La presidente Von der Leyen, presentando questo programma, ha sottolineato la visione della Commissione sul tema, vale a dire l’ambizioso programma di rendere l’Europa il primo continente neutrale dal punto di vista climatico entro il 2050, nonché le azioni più concrete per raggiungere questo risultato: superamento dell’uso delle fonti energetiche fossili, sviluppo dell’economia circolare, azzeramento dell’inquinamento chimico, sostenibilità delle politiche alimentari, mobilità intelligente nelle città e molto altro. 

Piuttosto sorprendentemente, poco è stato detto degli strumenti, vale a dire delle specifiche forme di finanziamento che tutto ciò renderebbero possibile. Al solito, anche le migliori intenzioni in politica sembrano scontrarsi con l’incapacità di considerare gli ovvi vincoli di bilancio. Eppure il parallelismo dovrebbe essere evidente. Il primo insegnamento nei libri di economia è che viviamo in un mondo di risorse che sono scarse.

E medesima affermazione è riportata in qualunque trattato di ecologia. La lotta per accaparrarsi le risorse a disposizione è già cominciata: e il primo effetto di questa tensione è la formulazione del meccanismo di equa transizione (“Just transition mechanism”). 

Si tratta di risorse destinate a favorire la decarbonizzazione delle economie, delle regioni e dei settori più coinvolti: una cifra ingente, compresa tra i 35 i 100 miliardi l’anno, a seconda degli specifici strumenti che verranno usati - green bond, prestiti della Banca europea per gli investimenti, un piano di investimenti europeo ad hoc, ma anche finanziamenti da parte degli stessi Stati membri - e che saranno resi noto solo a inizio 2020.

Il rischio di questi sussidi è che, con la scusa di incentivare comportamenti virtuosi, potrebbero in realtà premiare proprio quei Paesi che più furbi e pigri sono stati negli ultimi anni e meno hanno investito in fonti energetiche alternative (Germania a Polonia su tutti). Ma non è questo l’unico problema. Come accennato in precedenza, anche la scelta degli strumenti deve essere ragionevole.

Gli strumenti di finanziamento non possono che essere imposte e sussidi diretti, incentivi a investimenti, debito. Sussidi diretti e imposte non funzionano: i primi, come evidenziato ormai dalla letteratura economica, creano solo inefficienze persistenti; le seconde creano eccessive distorsioni in economia, o attraverso una cattiva allocazione delle risorse oppure attraverso una iniqua distribuzione del carico fiscale.

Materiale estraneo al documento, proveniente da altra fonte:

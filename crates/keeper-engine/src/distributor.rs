//! The outer loop: range selection, event fan-out, keeper scheduling.

use std::collections::HashMap;
use std::sync::Arc;
use std::time::{Duration, Instant};

use keeper_chain::{ChainClient, EventSource};
use keeper_core::params;
use keeper_telemetry::Metrics;
use tokio::sync::watch;
use tracing::{debug, info, warn};

use crate::error::EngineResult;
use crate::keeper::{run_keeper_task, Keeper, SnapshotProvider};

#[derive(Debug, Clone)]
pub struct DistributorConfig {
    /// Tick cadence.
    pub process_interval: Duration,
    /// Cap on blocks processed by one tick after downtime.
    pub max_backlog: u64,
    /// Hard deadline for draining the current tick on shutdown.
    pub shutdown_grace: Duration,
}

impl Default for DistributorConfig {
    fn default() -> Self {
        Self {
            process_interval: Duration::from_secs(5),
            max_backlog: params::MAX_BACKLOG,
            shutdown_grace: params::SHUTDOWN_GRACE,
        }
    }
}

/// Drives every keeper through `update_index` then `execute` once per tick.
///
/// `last_processed_block` only advances when *all* keepers succeeded for the
/// range, so a failed scan is retried next tick and no keeper ever misses
/// events.
pub struct Distributor {
    chain: Arc<dyn ChainClient>,
    source: EventSource,
    keepers: Vec<Box<dyn Keeper>>,
    snapshots: Option<Arc<dyn SnapshotProvider>>,
    config: DistributorConfig,
    last_processed_block: u64,
    started: Instant,
}

impl Distributor {
    pub fn new(
        chain: Arc<dyn ChainClient>,
        source: EventSource,
        keepers: Vec<Box<dyn Keeper>>,
        snapshots: Option<Arc<dyn SnapshotProvider>>,
        config: DistributorConfig,
        from_block: u64,
    ) -> Self {
        Self {
            chain,
            source,
            keepers,
            snapshots,
            config,
            last_processed_block: from_block.saturating_sub(1),
            started: Instant::now(),
        }
    }

    /// The highest block every keeper has fully observed.
    pub fn last_processed_block(&self) -> u64 {
        self.last_processed_block
    }

    /// Preload keeper indices from a snapshot provider so keepers become
    /// active without replaying deep history. Failures are logged and the
    /// keeper starts from its event replay alone.
    pub async fn hydrate(&mut self) {
        let Some(provider) = self.snapshots.clone() else {
            debug!("No snapshot provider configured; skipping hydration");
            return;
        };
        for keeper in &mut self.keepers {
            let market = keeper.market().key.clone();
            match provider.snapshot(&market).await {
                Ok(snapshot) => {
                    if snapshot.block > self.last_processed_block {
                        self.last_processed_block = snapshot.block;
                    }
                    info!(
                        keeper = keeper.name(),
                        %market,
                        block = snapshot.block,
                        positions = snapshot.positions.len(),
                        orders = snapshot.orders.len(),
                        "Hydrated keeper index"
                    );
                    keeper.hydrate(&snapshot);
                }
                Err(e) => {
                    warn!(keeper = keeper.name(), %market, error = %e, "Hydration failed");
                }
            }
        }
    }

    /// Run until `shutdown` flips true; the in-flight tick drains under the
    /// grace deadline.
    pub async fn run(&mut self, mut shutdown: watch::Receiver<bool>) -> EngineResult<()> {
        self.hydrate().await;

        let mut interval = tokio::time::interval(self.config.process_interval);
        interval.set_missed_tick_behavior(tokio::time::MissedTickBehavior::Delay);

        loop {
            tokio::select! {
                _ = interval.tick() => {
                    if *shutdown.borrow() {
                        break;
                    }
                    let grace = self.config.shutdown_grace;
                    let tick = self.tick();
                    tokio::pin!(tick);
                    tokio::select! {
                        _ = &mut tick => {}
                        _ = shutdown.changed() => {
                            if tokio::time::timeout(grace, &mut tick).await.is_err() {
                                warn!("Tick aborted at the shutdown grace deadline");
                            }
                            break;
                        }
                    }
                }
                _ = shutdown.changed() => {
                    if *shutdown.borrow() {
                        break;
                    }
                }
            }
        }

        info!(
            last_processed_block = self.last_processed_block,
            "Distributor stopped"
        );
        Ok(())
    }

    /// One tick: pick the range, then scan → index → execute per keeper.
    pub async fn tick(&mut self) {
        let started = Instant::now();
        Metrics::up_time(self.started.elapsed().as_secs_f64());

        let tip = match self.chain.block_number().await {
            Ok(tip) => tip,
            Err(e) => {
                warn!(error = %e, "Failed to read chain tip; skipping tick");
                return;
            }
        };
        if tip <= self.last_processed_block {
            return;
        }

        let delta = tip - self.last_processed_block;
        Metrics::block_delta(delta as f64);
        let to_block = if delta > self.config.max_backlog {
            warn!(
                delta,
                max_backlog = self.config.max_backlog,
                "Backlog exceeds cap; clamping scan range"
            );
            self.last_processed_block + self.config.max_backlog
        } else {
            tip
        };
        let from_block = self.last_processed_block + 1;

        let block = match self.chain.block(to_block).await {
            Ok(block) => block,
            Err(e) => {
                warn!(to_block, error = %e, "Failed to read tick block; range retried next tick");
                return;
            }
        };

        let chain = Arc::clone(&self.chain);
        let source = &self.source;
        let mut timestamps: HashMap<u64, u64> = HashMap::new();
        let mut all_ok = true;

        for keeper in &mut self.keepers {
            let market = keeper.market().key.clone();
            let contract = keeper.market().address;

            let mut events = match source
                .get_events(contract, keeper.events_of_interest(), from_block, to_block)
                .await
            {
                Ok(events) => events,
                Err(e) => {
                    warn!(
                        keeper = keeper.name(),
                        %market,
                        error = %e,
                        "Event scan failed; keeper skipped this tick"
                    );
                    Metrics::keeper_error(keeper.name(), market.as_str());
                    all_ok = false;
                    continue;
                }
            };

            // Backfill timestamps the provider didn't attach, one block
            // lookup per distinct height per tick.
            for event in events.iter_mut().filter(|e| e.block_timestamp.is_none()) {
                if let Some(ts) = timestamps.get(&event.block_number) {
                    event.block_timestamp = Some(*ts);
                    continue;
                }
                if let Ok(info) = chain.block(event.block_number).await {
                    timestamps.insert(event.block_number, info.timestamp);
                    event.block_timestamp = Some(info.timestamp);
                }
            }

            let price = if keeper.needs_asset_price() {
                match keeper.fetch_asset_price().await {
                    Ok(price) => Some(price),
                    Err(e) => {
                        warn!(keeper = keeper.name(), %market, error = %e, "Asset price fetch failed");
                        None
                    }
                }
            } else {
                None
            };

            keeper.update_index(&events, block, price);

            let name = keeper.name();
            run_keeper_task(name, market.as_str(), "execute", keeper.execute()).await;
        }

        if all_ok {
            self.last_processed_block = to_block;
        }
        Metrics::block_process_time(started.elapsed().as_millis() as f64);
        debug!(
            from_block,
            to_block,
            advanced = all_ok,
            elapsed_ms = started.elapsed().as_millis() as u64,
            "Tick complete"
        );
    }
}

Tuttavia, la politica è tradizionalmente molto affezionata allo strumento dell’imposta; peraltro, in questi casi si cerca di addolcire la pillola parlando di tasse ambientali o ecologiche, con tutte le varianti del caso (nel nostro Paese, ad esempio, la sugar e la plastic tax). L’idea, suggestiva, è che siano strumenti quasi magici, contemporaneamente in grado di raccogliere gettito - per finanziare la politica ambientale o per diminuire altre imposte - e di limitare il ricorso a comportamenti ritenuti negativi.

Questa teoria del “doppio dividendo” si scontra però con i dati: o le imposte disincentivano il comportamento dannoso, ma allora non raccolgono gettito; oppure non lo disincentivano affatto, raccogliendo gettito e aumentando la pressione fiscale ma senza risolvere alcun problema ambientale.
 
Al contrario, incentivi agli investimenti, sia per il pubblico sia per il privato, appaiono le strade più percorribili. Nello specifico, per gli Stati membri l’ideale sarebbe di poter escludere dal calcolo dei deficit strutturali proprio queste tipologie di spese. Una sorta di golden rule che, nell’attesa di ridefinire nei prossimi mesi le regole del Patto di Stabilità e Crescita, forzi un virtuoso spiazzamento di risorse verso l’innovazione ambientale.

Sarebbe davvero l’ossigeno di cui le economie, le finanze pubbliche, l’Europa e i suoi cittadini avrebbero più bisogno. È indubbiamente un segnale negativo – e stimola un certo pessimismo - il fatto che la Commissione, sollecitata proprio su questo, abbia preso tempo e rimandato la decisione al prossimo anno.